▶ _PROBLEM REQUIREMENTS_: Your task is to copy each line of the listing that contains the word "admin".

▶ _DATA FOR THE TASK_:
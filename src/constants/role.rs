use bitflags::bitflags;
use serde::{Deserialize, Serialize};

#[derive(Debug, Clone, Copy, PartialEq, Eq, Hash, Serialize, Deserialize)]
pub enum Role {
    #[serde(rename = "comissao")]
    Committee,
    #[serde(rename = "jogador")]
    Player,
}

impl Role {
    pub fn as_str(&self) -> &'static str {
        match self {
            Role::Committee => "comissao",
            Role::Player => "jogador",
        }
    }

    /// Unknown values fall back to the least privileged role.
    pub fn from_db(role: &str) -> Self {
        match role {
            "comissao" => Role::Committee,
            _ => Role::Player,
        }
    }

    pub fn parse(role: &str) -> Option<Self> {
        match role.trim() {
            "comissao" => Some(Role::Committee),
            "jogador" => Some(Role::Player),
            _ => None,
        }
    }

    pub fn label(&self) -> &'static str {
        match self {
            Role::Committee => "Comissão",
            Role::Player => "Jogador",
        }
    }

    pub fn permissions(&self) -> Permissions {
        match self {
            Role::Committee => Permissions::all(),
            Role::Player => Permissions::VIEW,
        }
    }
}

bitflags! {
    #[derive(Debug, Default, Copy, Clone, PartialEq, Eq, Hash)]
    pub struct Permissions: u32 {
        const VIEW            = 1 << 0;
        const MANAGE_MEMBERS  = 1 << 1;
        const MANAGE_FINANCES = 1 << 2;
        const MANAGE_ACCESS   = 1 << 3;
    }
}

#[cfg(test)]
mod tests {
    use super::*;

    #[test]
    fn committee_holds_every_permission() {
        let perms = Role::Committee.permissions();

        assert!(perms.contains(Permissions::VIEW));
        assert!(perms.contains(Permissions::MANAGE_ACCESS | Permissions::MANAGE_FINANCES));
    }

    #[test]
    fn player_can_only_view() {
        let perms = Role::Player.permissions();

        assert!(perms.contains(Permissions::VIEW));
        assert!(!perms.intersects(
            Permissions::MANAGE_MEMBERS | Permissions::MANAGE_FINANCES | Permissions::MANAGE_ACCESS
        ));
    }

    #[test]
    fn role_strings() {
        assert_eq!(Role::from_db("comissao"), Role::Committee);
        assert_eq!(Role::from_db("admin"), Role::Player);
        assert_eq!(Role::parse("jogador"), Some(Role::Player));
        assert_eq!(Role::parse("admin"), None);
        assert_eq!(serde_json::to_string(&Role::Committee).unwrap(), "\"comissao\"");
    }
}
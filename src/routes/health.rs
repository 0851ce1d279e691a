use axum::{Json, extract::State, http::StatusCode};
use serde_json::json;

use crate::state::AppState;

pub async fn health(State(state): State<AppState>) -> (StatusCode, Json<serde_json::Value>) {
    let database = match sqlx::query("select 1").execute(state.db.as_ref()).await {
        Ok(_) => "ok",
        Err(e) => {
            tracing::warn!("health check could not reach the database: {e}");
            "unavailable"
        },
    };

    (
        StatusCode::OK,
        Json(json!({
            "status": "ok",
            "database": database,
            "version": env!("CARGO_PKG_VERSION")
        })),
    )
}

▶ _WRITTEN RESPONSE_:
        assert_eq!(Role::from_db("admin"), Role::Player);
        assert_eq!(Role::parse("admin"), None);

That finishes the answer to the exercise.